Judge Restricts Justice Department’s Expansive Warrant Against Protest Site Hosts

Posted on October 14, 2017

A case that might appear to involve merely a legal technicality regarding the scope of a warrant actually here involves a major and under-reported threat to First Amendment protest rights:

A judge on the District of Columbia Superior Court has moved to dramatically limit the execution of a federal warrant against the hosting provider of disruptj20.org, a peaceful anti-Trump protest website.  Superior Court judge Robert E. Morin ruled that the Department of Justice must demonstrate that a particular individual is clearly and directly relevant to the prosecution in order to request identifying information about them from DreamHost, the site’s hosting service (which retains the site’s activity records). Critically, such newly protected personal information includes the IP address from which they visited the site, which can not only personally identify a visitor but can also reveal their physical location. 

The decision limits what was previously (as CCDBR profiled in an earlier piece) an extraordinarily invasive search warrant, which requested the IP addresses, submitted form data, email addresses, and other personally identifying information on all of the site’s 1.3 million visitors. Under these new court-ordered limitations, the government is more likely to restrict its search to a much smaller subset of the initially targeted 3 million visitors, as the bar for securing the data of each and every visitor is now set much higher and would require considerable effort on the part of prosecutors. 

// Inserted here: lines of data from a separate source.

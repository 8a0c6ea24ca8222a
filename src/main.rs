//! Autocall Simulator CLI
//!
//! Command-line interface for simulating structured note payoffs

use anyhow::{Context, Result};
use autocall_simulator::{
    comparison::ComparisonSet,
    path::{write_price_path_file, PricePathGenerator},
    product::{load_products, ObservationFrequency, ProductConfiguration, ProtectionType, Underlying},
    simulation::{SimulationConfig, SimulationEngine, SimulationResult},
};
use clap::{Args, Parser, Subcommand, ValueEnum};
use log::info;

/// Scenario payoff simulator for autocallable structured notes
#[derive(Parser)]
#[command(name = "autocall", version, about)]
struct Cli {
    #[command(subcommand)]
    command: Commands,

    /// Fixed seed for random draws (overrides AUTOCALL_SEED)
    #[arg(long, global = true)]
    seed: Option<u64>,

    /// Output format
    #[arg(long, value_enum, default_value = "table", global = true)]
    output: OutputFormat,
}

#[derive(Subcommand)]
enum Commands {
    /// Simulate the four market regimes for one product
    Simulate(ProductArgs),
    /// Generate the yearly chart series for one product
    Path {
        #[command(flatten)]
        product: ProductArgs,
        /// Write the series to this CSV file instead of stdout
        #[arg(long)]
        csv: Option<String>,
    },
    /// Classify products against the reference comparison set
    Compare {
        #[command(flatten)]
        product: ProductArgs,
        /// Load products to compare from a CSV file instead of the product flags
        #[arg(long, conflicts_with_all = PRODUCT_FLAGS)]
        products: Option<String>,
        /// Start from an empty set instead of the reference products
        #[arg(long)]
        no_reference: bool,
    },
}

/// Argument ids of [`ProductArgs`]
const PRODUCT_FLAGS: [&str; 8] = [
    "underlying",
    "duration",
    "coupon",
    "barrier",
    "capital",
    "protection",
    "frequency",
    "decrement",
];

#[derive(Debug, Clone, Copy, ValueEnum)]
enum OutputFormat {
    Json,
    Table,
}

/// Product terms
#[derive(Args)]
struct ProductArgs {
    /// Reference index (EUROSTOXX50, CAC40, SP500, NIKKEI, CUSTOM)
    #[arg(long, default_value = "EUROSTOXX50", value_parser = parse_underlying)]
    underlying: Underlying,

    /// Duration in years
    #[arg(long, default_value_t = 8)]
    duration: u32,

    /// Annual coupon in percent
    #[arg(long, default_value_t = 6.5)]
    coupon: f64,

    /// Protection barrier in percent
    #[arg(long, default_value_t = 50.0)]
    barrier: f64,

    /// Initial capital
    #[arg(long, default_value_t = 100_000.0)]
    capital: f64,

    /// guaranteed or protected
    #[arg(long, default_value = "protected", value_parser = parse_protection)]
    protection: ProtectionType,

    /// annual or quarterly
    #[arg(long, default_value = "annual", value_parser = parse_frequency)]
    frequency: ObservationFrequency,

    /// Annual decrement rate
    #[arg(long)]
    decrement: Option<f64>,
}

impl ProductArgs {
    fn to_product(&self) -> ProductConfiguration {
        ProductConfiguration::new(
            self.underlying,
            self.duration,
            self.coupon,
            self.barrier,
            self.capital,
            self.protection,
        )
        .with_observation_frequency(self.frequency)
        .with_decrement_rate(self.decrement)
    }
}

fn parse_underlying(value: &str) -> Result<Underlying, String> {
    Underlying::from_code(&value.to_uppercase()).ok_or_else(|| format!("unknown underlying: {}", value))
}

fn parse_protection(value: &str) -> Result<ProtectionType, String> {
    ProtectionType::from_str_opt(&value.to_lowercase())
        .ok_or_else(|| format!("unknown protection type: {}", value))
}

fn parse_frequency(value: &str) -> Result<ObservationFrequency, String> {
    ObservationFrequency::from_str_opt(&value.to_lowercase())
        .ok_or_else(|| format!("unknown observation frequency: {}", value))
}

fn main() -> Result<()> {
    env_logger::init();

    let cli = Cli::parse();

    let mut config = SimulationConfig::from_env();
    if cli.seed.is_some() {
        config.seed = cli.seed;
    }

    match &cli.command {
        Commands::Simulate(args) => run_simulate(args, config, cli.output),
        Commands::Path { product, csv } => run_path(product, config, csv.as_deref(), cli.output),
        Commands::Compare { product, products, no_reference } => {
            run_compare(product, products.as_deref(), *no_reference, cli.output)
        }
    }
}

fn run_simulate(args: &ProductArgs, config: SimulationConfig, output: OutputFormat) -> Result<()> {
    let product = args.to_product();
    let engine = SimulationEngine::new(config);
    let result = engine.simulate(&product).context("simulation failed")?;

    match output {
        OutputFormat::Json => println!("{}", serde_json::to_string_pretty(&result)?),
        OutputFormat::Table => print_simulation(&product, &result),
    }
    Ok(())
}

fn print_simulation(product: &ProductConfiguration, result: &SimulationResult) {
    println!("Product: {} {}y, coupon {}%, barrier -{}%, {}",
        product.underlying.display_name(),
        product.duration_years,
        product.annual_coupon_percent,
        product.barrier_percent,
        product.protection_type.as_str(),
    );
    println!("  Initial capital: {:.2}", product.initial_capital);
    println!("  Potential gain:  {:.1}%", product.total_potential_gain_percent());
    println!();

    println!("{:<16} {:>8} {:>14} {:>9} {:>10}", "Regime", "Prob", "Final value", "Return", "Exit year");
    println!("{}", "-".repeat(61));
    for outcome in &result.scenarios {
        let exit = outcome
            .early_exit_year
            .map(|y| y.to_string())
            .unwrap_or_else(|| "-".to_string());
        println!("{:<16} {:>7.1}% {:>14.2} {:>8.1}% {:>10}",
            outcome.regime.label(),
            outcome.probability * 100.0,
            outcome.final_value,
            outcome.return_percent(product.initial_capital),
            exit,
        );
    }

    println!("\nSummary:");
    println!("  Expected return:       {:.2}", result.expected_return);
    println!("  Max gain:              {:.2}", result.max_gain);
    println!("  Max loss:              {:.2}", result.max_loss);
    println!("  Break-even probability: {:.1}%", result.break_even_probability * 100.0);
    if let Some(seed) = result.seed {
        println!("  Seed:                  {}", seed);
    }
}

fn run_path(
    args: &ProductArgs,
    config: SimulationConfig,
    csv_path: Option<&str>,
    output: OutputFormat,
) -> Result<()> {
    let product = args.to_product();
    let rng = config.rng();
    let seed = rng.seed();
    let points: Vec<_> = PricePathGenerator::new(&product)
        .context("invalid product")?
        .path(rng)
        .collect();

    if let Some(path) = csv_path {
        write_price_path_file(path, &points)
            .with_context(|| format!("failed to write {}", path))?;
        info!("wrote {} points (seed {}) to {}", points.len(), seed, path);
        println!("Price path written to: {}", path);
        return Ok(());
    }

    match output {
        OutputFormat::Json => println!("{}", serde_json::to_string_pretty(&points)?),
        OutputFormat::Table => {
            println!("{:>4} {:>12} {:>12} {:>12} {:>7} {:>8}",
                "Year", "Bullish", "Neutral", "Bearish", "Index", "Barrier");
            for p in &points {
                println!("{:>4} {:>12.0} {:>12.0} {:>12.0} {:>7.0} {:>8.1}",
                    p.year, p.bullish, p.neutral, p.bearish, p.index, p.barrier);
            }
            println!("\nSeed: {}", seed);
        }
    }
    Ok(())
}

fn run_compare(
    args: &ProductArgs,
    products_path: Option<&str>,
    no_reference: bool,
    output: OutputFormat,
) -> Result<()> {
    let mut set = if no_reference {
        ComparisonSet::new()
    } else {
        ComparisonSet::with_reference_products()
    };

    match products_path {
        Some(path) => {
            let loaded = load_products(path)
                .with_context(|| format!("failed to load products from {}", path))?;
            info!("loaded {} products from {}", loaded.len(), path);
            for product in loaded {
                let name = product
                    .name
                    .unwrap_or_else(|| product.configuration.default_name());
                set.add_named(name, product.configuration)?;
            }
        }
        None => {
            set.add(args.to_product()).context("invalid product")?;
        }
    }

    match output {
        OutputFormat::Json => println!("{}", serde_json::to_string_pretty(&set)?),
        OutputFormat::Table => {
            println!("{:>3} {:<36} {:<12} {:>5} {:>7} {:>8} {:>14} {:<8}",
                "Id", "Product", "Underlying", "Years", "Coupon", "Barrier", "Exp. return", "Risk");
            println!("{}", "-".repeat(100));
            for entry in &set {
                let c = &entry.configuration;
                println!("{:>3} {:<36} {:<12} {:>5} {:>6}% {:>7}% {:>14.2} {:<8}",
                    entry.id,
                    entry.name,
                    c.underlying.code(),
                    c.duration_years,
                    c.annual_coupon_percent,
                    -c.barrier_percent,
                    entry.expected_return,
                    entry.risk_tier.label(),
                );
            }
        }
    }
    Ok(())
}

#[cfg(test)]
mod tests {
    use super::*;
    use clap::error::ErrorKind;

    #[test]
    fn test_products_file_conflicts_with_product_flags() {
        for flag in PRODUCT_FLAGS {
            let value = match flag {
                "underlying" => "CAC40",
                "protection" => "guaranteed",
                "frequency" => "quarterly",
                _ => "5",
            };
            let long = format!("--{}", flag);
            let err = Cli::try_parse_from([
                "autocall", "compare", "--products", "data/products.csv", &long, value,
            ])
            .err()
            .unwrap_or_else(|| panic!("{} was accepted", long));
            assert_eq!(err.kind(), ErrorKind::ArgumentConflict, "{}", long);
        }
    }

    #[test]
    fn test_compare_accepts_either_source() {
        let cli = Cli::try_parse_from(["autocall", "compare", "--products", "data/products.csv"]).unwrap();
        match cli.command {
            Commands::Compare { products, .. } => assert_eq!(products.as_deref(), Some("data/products.csv")),
            _ => panic!("expected compare"),
        }

        let cli = Cli::try_parse_from(["autocall", "compare", "--coupon", "7.5"]).unwrap();
        match cli.command {
            Commands::Compare { product, products, .. } => {
                assert!(products.is_none());
                assert_eq!(product.coupon, 7.5);
            }
            _ => panic!("expected compare"),
        }
    }

    #[test]
    fn test_cli_definition() {
        use clap::CommandFactory;
        Cli::command().debug_assert();
    }
}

Despite this substantial gain, civil liberties advocates point out glaring shortcomings in the court order. Lawyer Paul Alan Levy of Public Citizen notes that under the ruling the Justice Department is allowed to submit its justifications under seal, obscuring its rationale from public scrutiny. Equally troubling, Levy points out, is that there are no curbs on the government’s ability to force the disclosure of information on individuals who browsed the site anonymously, thereby putting them at risk of identification.

Indeed, the current state of the warrant, while much improved, still does not stray far from a general warrant–a resemblance which formed the basis of DreamHost’s resistance and accompanying outcry by civil libertarians in the first place. The investigative hurdles placed on the Justice Department to show the direct relation of a targeted individual to the prosecution make the warrant less general, but the fact that there is no restriction on searches into anonymous visitors nonetheless preserves it as a general warrant.